### TASK OBJECTIVE
Each line below that carries the string "configuration" must appear in the answer.

### THE RECORDS
====

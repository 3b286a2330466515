//! TOML-based configuration.
//!
//! Example configuration:
//! ```toml
//! [connections.shop]
//! backend = "mysql"
//! host = "db.internal"
//! user = "reader"
//! password = "secret"
//! database = "shop"
//!
//! [connections.lakehouse]
//! backend = "databricks"
//! host = "dbc-1234.cloud.databricks.com"
//! password = "dapi..."
//! database = "main"
//! http_path = "/sql/1.0/warehouses/abc123"
//!
//! [pool]
//! connect_timeout_secs = 30
//! idle_timeout_secs = 300
//! sweep_interval_secs = 60
//!
//! [metadata]
//! sample_size = 100
//! size_batch_size = 10
//! ```

use std::collections::HashMap;
use std::fs;
use std::path::{Path, PathBuf};
use std::time::Duration;

use serde::{Deserialize, Serialize};

use super::connection::{BackendKind, ConnectionConfig};
use crate::error::MetadataError;

/// Error type for settings.
#[derive(Debug, thiserror::Error)]
pub enum SettingsError {
    #[error("Config file not found: {0}")]
    FileNotFound(PathBuf),

    #[error("Failed to read config file: {0}")]
    ReadError(#[from] std::io::Error),

    #[error("Failed to parse config file: {0}")]
    ParseError(#[from] toml::de::Error),

    #[error("Connection not found: {0}")]
    ConnectionNotFound(String),

    #[error(transparent)]
    Invalid(#[from] MetadataError),
}

/// Root configuration structure.
#[derive(Debug, Clone, Default, Deserialize, Serialize)]
#[serde(default)]
pub struct Settings {
    /// Named backend connections.
    pub connections: HashMap<String, ConnectionSettings>,

    /// Warehouse pool configuration.
    pub pool: PoolSettings,

    /// Metadata loading configuration.
    pub metadata: MetadataSettings,
}

/// One `[connections.<name>]` table.
#[derive(Debug, Clone, Deserialize, Serialize)]
pub struct ConnectionSettings {
    /// Backend name (mysql, postgres, mongodb, databricks).
    pub backend: String,

    #[serde(default)]
    pub host: String,

    #[serde(default)]
    pub port: Option<u16>,

    #[serde(default)]
    pub user: Option<String>,

    #[serde(default)]
    pub password: Option<String>,

    /// Database name, or catalog for Databricks.
    #[serde(default)]
    pub database: String,

    #[serde(default)]
    pub http_path: Option<String>,

    #[serde(default)]
    pub uri: Option<String>,
}

impl ConnectionSettings {
    /// Get the backend discriminator. Unknown names are an error.
    pub fn backend_kind(&self) -> Result<BackendKind, MetadataError> {
        self.backend.parse()
    }

    /// Convert into a validated [`ConnectionConfig`].
    pub fn to_connection_config(&self) -> Result<ConnectionConfig, MetadataError> {
        let backend = self.backend_kind()?;
        let mut user = self.user.clone();
        if backend == BackendKind::Databricks && user.is_none() {
            user = Some("token".to_string());
        }

        let config = ConnectionConfig {
            backend,
            host: self.host.clone(),
            port: self.port,
            user,
            password: self.password.clone(),
            database: self.database.clone(),
            http_path: self.http_path.clone(),
            uri: self.uri.clone(),
        };
        config.validate()?;
        Ok(config)
    }
}

/// Warehouse connection pool settings.
#[derive(Debug, Clone, Deserialize, Serialize)]
#[serde(default)]
pub struct PoolSettings {
    /// Upper bound on a single connect attempt.
    pub connect_timeout_secs: u64,

    /// Handles unused for longer than this are evicted.
    pub idle_timeout_secs: u64,

    /// How often the idle sweep runs.
    pub sweep_interval_secs: u64,
}

impl Default for PoolSettings {
    fn default() -> Self {
        Self {
            connect_timeout_secs: 30,
            idle_timeout_secs: 300,
            sweep_interval_secs: 60,
        }
    }
}

impl PoolSettings {
    pub fn connect_timeout(&self) -> Duration {
        Duration::from_secs(self.connect_timeout_secs)
    }

    pub fn idle_timeout(&self) -> Duration {
        Duration::from_secs(self.idle_timeout_secs)
    }

    pub fn sweep_interval(&self) -> Duration {
        Duration::from_secs(self.sweep_interval_secs.max(1))
    }
}

/// Metadata loading settings.
#[derive(Debug, Clone, Deserialize, Serialize)]
#[serde(default)]
pub struct MetadataSettings {
    /// Documents sampled per collection for schema inference.
    pub sample_size: usize,

    /// Tables described concurrently by the warehouse size collector.
    pub size_batch_size: usize,

    /// Restrict multi-schema backends to these schemas.
    pub schemas: Option<Vec<String>>,
}

impl Default for MetadataSettings {
    fn default() -> Self {
        Self {
            sample_size: 100,
            size_batch_size: 10,
            schemas: None,
        }
    }
}

impl Settings {
    /// Load settings from a TOML file.
    pub fn from_file<P: AsRef<Path>>(path: P) -> Result<Self, SettingsError> {
        let path = path.as_ref();
        if !path.exists() {
            return Err(SettingsError::FileNotFound(path.to_path_buf()));
        }

        let content = fs::read_to_string(path)?;
        Self::from_toml_str(&content)
    }

    /// Parse settings from TOML text.
    pub fn from_toml_str(content: &str) -> Result<Self, SettingsError> {
        Ok(toml::from_str(content)?)
    }

    /// Get a named connection as a validated [`ConnectionConfig`].
    pub fn connection(&self, name: &str) -> Result<ConnectionConfig, SettingsError> {
        let settings = self
            .connections
            .get(name)
            .ok_or_else(|| SettingsError::ConnectionNotFound(name.to_string()))?;
        Ok(settings.to_connection_config()?)
    }
}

====

### COMPLETED TASK
//! TOML-based configuration.
//! Example configuration:
/// Root configuration structure.
    /// Warehouse pool configuration.
    /// Metadata loading configuration.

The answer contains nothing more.